TASK TO COMPLETE:
Using the data below, gather each line that includes the word "prompt".

_ _ _ _ _

//! Llama-2 instruction template.
//!
//! Each user turn is wrapped as `<s>[INST] ... [/INST]`, each assistant reply
//! follows inline and is closed with `</s>`. The system content rides inside
//! a `<<SYS>>` block embedded in the first user turn.

use super::{split_dialogue, ChatEmulator};
use crate::errors::GatewayResult;
use crate::models::message::ChatMessage;

const BOS: &str = "<s>";
const EOS: &str = "</s>";
const B_INST: &str = "[INST]";
const E_INST: &str = "[/INST]";
const B_SYS: &str = "<<SYS>>\n";
const E_SYS: &str = "\n<</SYS>>\n\n";

pub struct LlamaChatEmulator;

impl ChatEmulator for LlamaChatEmulator {
    fn display(&self, messages: &[ChatMessage]) -> GatewayResult<(String, Vec<String>)> {
        let dialogue = split_dialogue(messages)?;

        let mut prompt = String::new();
        for (index, (user, assistant)) in dialogue.turns.iter().enumerate() {
            let user_text = match (index, dialogue.system) {
                // The system content is embedded verbatim; only the combined
                // turn text is trimmed at the edges.
                (0, Some(system)) => format!("{}{}{}{}", B_SYS, system, E_SYS, user),
                _ => (*user).to_string(),
            };
            let user_text = user_text.trim();

            match assistant {
                Some(assistant) => {
                    prompt.push_str(&format!(
                        "{}{} {} {} {} {}",
                        BOS,
                        B_INST,
                        user_text,
                        E_INST,
                        assistant.trim(),
                        EOS
                    ));
                }
                None => {
                    prompt.push_str(&format!("{}{} {} {}", BOS, B_INST, user_text, E_INST));
                }
            }
        }

        Ok((prompt, vec![]))
    }
}

/// Turn units for truncation: the optional system message alone, then each
/// (user, assistant) pair, then the trailing unanswered user message.
pub fn llama_partitioner(messages: &[ChatMessage]) -> Vec<usize> {
    let mut sizes = Vec::new();
    let mut rest = messages;

    if matches!(rest.first(), Some(ChatMessage::System(_))) {
        sizes.push(1);
        rest = &rest[1..];
    }
    while rest.len() >= 2 {
        sizes.push(2);
        rest = &rest[2..];
    }
    if !rest.is_empty() {
        sizes.push(1);
    }
    sizes
}

#[cfg(test)]
mod tests {
    use super::*;

    #[test]
    fn test_single_message() {
        let messages = vec![ChatMessage::user("  human message1  ")];

        let (text, stop_sequences) = LlamaChatEmulator.display(&messages).unwrap();

        assert!(stop_sequences.is_empty());
        assert_eq!(text, "<s>[INST] human message1 [/INST]");
    }

    #[test]
    fn test_many_messages_without_system() {
        let messages = vec![
            ChatMessage::user("  human message1  "),
            ChatMessage::assistant("     ai message1     "),
            ChatMessage::user("  human message2  "),
        ];

        let (text, stop_sequences) = LlamaChatEmulator.display(&messages).unwrap();

        assert!(stop_sequences.is_empty());
        assert_eq!(
            text,
            concat!(
                "<s>[INST] human message1 [/INST]",
                " ai message1 </s>",
                "<s>[INST] human message2 [/INST]",
            )
        );
    }

    #[test]
    fn test_many_messages_with_system() {
        let messages = vec![
            ChatMessage::system(" system message1 "),
            ChatMessage::user("  human message1  "),
            ChatMessage::assistant("     ai message1     "),
            ChatMessage::user("  human message2  "),
        ];

        let (text, stop_sequences) = LlamaChatEmulator.display(&messages).unwrap();

        assert!(stop_sequences.is_empty());
        assert_eq!(
            text,
            concat!(
                "<s>[INST] <<SYS>>\n system message1 \n<</SYS>>\n\n  human message1 [/INST]",
                " ai message1 </s>",
                "<s>[INST] human message2 [/INST]",
            )
        );
    }

    #[test]
    fn test_invalid_alternation() {
        let messages = vec![
            ChatMessage::assistant("     ai message1     "),
            ChatMessage::user("  human message1  "),
            ChatMessage::user("  human message2  "),
        ];

        let err = LlamaChatEmulator.display(&messages).unwrap_err();
        assert_eq!(
            err.to_string(),
            "The model only supports initial optional system message \
             and follow-up alternating human/assistant messages"
        );
    }

    #[test]
    fn test_invalid_last_message() {
        let messages = vec![
            ChatMessage::user("  human message1  "),
            ChatMessage::assistant("     ai message1     "),
            ChatMessage::user("  human message2  "),
            ChatMessage::assistant("     ai message2     "),
        ];

        let err = LlamaChatEmulator.display(&messages).unwrap_err();
        assert_eq!(err.to_string(), "The last message must be from user");
    }

    #[test]
    fn test_partitioner_with_system() {
        let messages = vec![
            ChatMessage::system("s"),
            ChatMessage::user("u1"),
            ChatMessage::assistant("a1"),
            ChatMessage::user("u2"),
            ChatMessage::assistant("a2"),
            ChatMessage::user("u3"),
        ];
        assert_eq!(llama_partitioner(&messages), vec![1, 2, 2, 1]);
    }

    #[test]
    fn test_partitioner_without_system() {
        let messages = vec![
            ChatMessage::user("u1"),
            ChatMessage::assistant("a1"),
            ChatMessage::user("u2"),
        ];
        assert_eq!(llama_partitioner(&messages), vec![2, 1]);
    }
}
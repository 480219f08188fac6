use serde::{Deserialize, Serialize};
use serde_json::Value;
use std::fmt::Debug;

/// A call to a legacy-style function: the arguments are kept as the
/// JSON-encoded string the wire protocol carries them in.
#[derive(Debug, Clone, PartialEq, Eq, Serialize, Deserialize)]
pub struct FunctionCall {
    pub name: String,
    pub arguments: String,
}

impl FunctionCall {
    pub fn new<N: Into<String>, A: Into<String>>(name: N, arguments: A) -> Self {
        FunctionCall {
            name: name.into(),
            arguments: arguments.into(),
        }
    }
}

/// A call to a named tool, correlated with its later result by `id`.
#[derive(Debug, Clone, PartialEq, Eq, Serialize, Deserialize)]
pub struct ToolCall {
    #[serde(skip_serializing_if = "Option::is_none")]
    pub index: Option<u32>,
    pub id: String,
    #[serde(rename = "type")]
    pub call_type: String,
    pub function: FunctionCall,
}

impl ToolCall {
    pub fn new<S: Into<String>>(id: S, function: FunctionCall) -> Self {
        ToolCall {
            index: None,
            id: id.into(),
            call_type: "function".to_string(),
            function,
        }
    }

    /// Wrap a legacy function call in the tool representation. Function-style
    /// correlation has no backend id, so the name doubles as a synthetic id.
    pub fn from_function_call(function: FunctionCall) -> Self {
        ToolCall::new(function.name.clone(), function)
    }
}

/// A tool/function declaration offered to a model.
#[derive(Clone, PartialEq, Serialize, Deserialize)]
pub struct Function {
    pub name: String,
    #[serde(skip_serializing_if = "Option::is_none")]
    pub description: Option<String>,
    #[serde(skip_serializing_if = "Option::is_none")]
    pub parameters: Option<Value>,
}

impl Function {
    pub fn new<N: Into<String>>(name: N) -> Self {
        Function {
            name: name.into(),
            description: None,
            parameters: None,
        }
    }

    pub fn with_description<D: Into<String>>(mut self, description: D) -> Self {
        self.description = Some(description.into());
        self
    }

    pub fn with_parameters(mut self, parameters: Value) -> Self {
        self.parameters = Some(parameters);
        self
    }
}

impl Debug for Function {
    fn fmt(&self, f: &mut std::fmt::Formatter<'_>) -> std::fmt::Result {
        f.debug_struct("Function")
            .field("name", &self.name)
            .field("description", &self.description)
            .field("parameters", &self.parameters)
            .finish()
    }
}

_ _ _ _ _

THE ANSWER:
        let mut prompt = String::new();
                    prompt.push_str(&format!(
                    prompt.push_str(&format!("{}{} {} {}", BOS, B_INST, user_text, E_INST));
        Ok((prompt, vec![]))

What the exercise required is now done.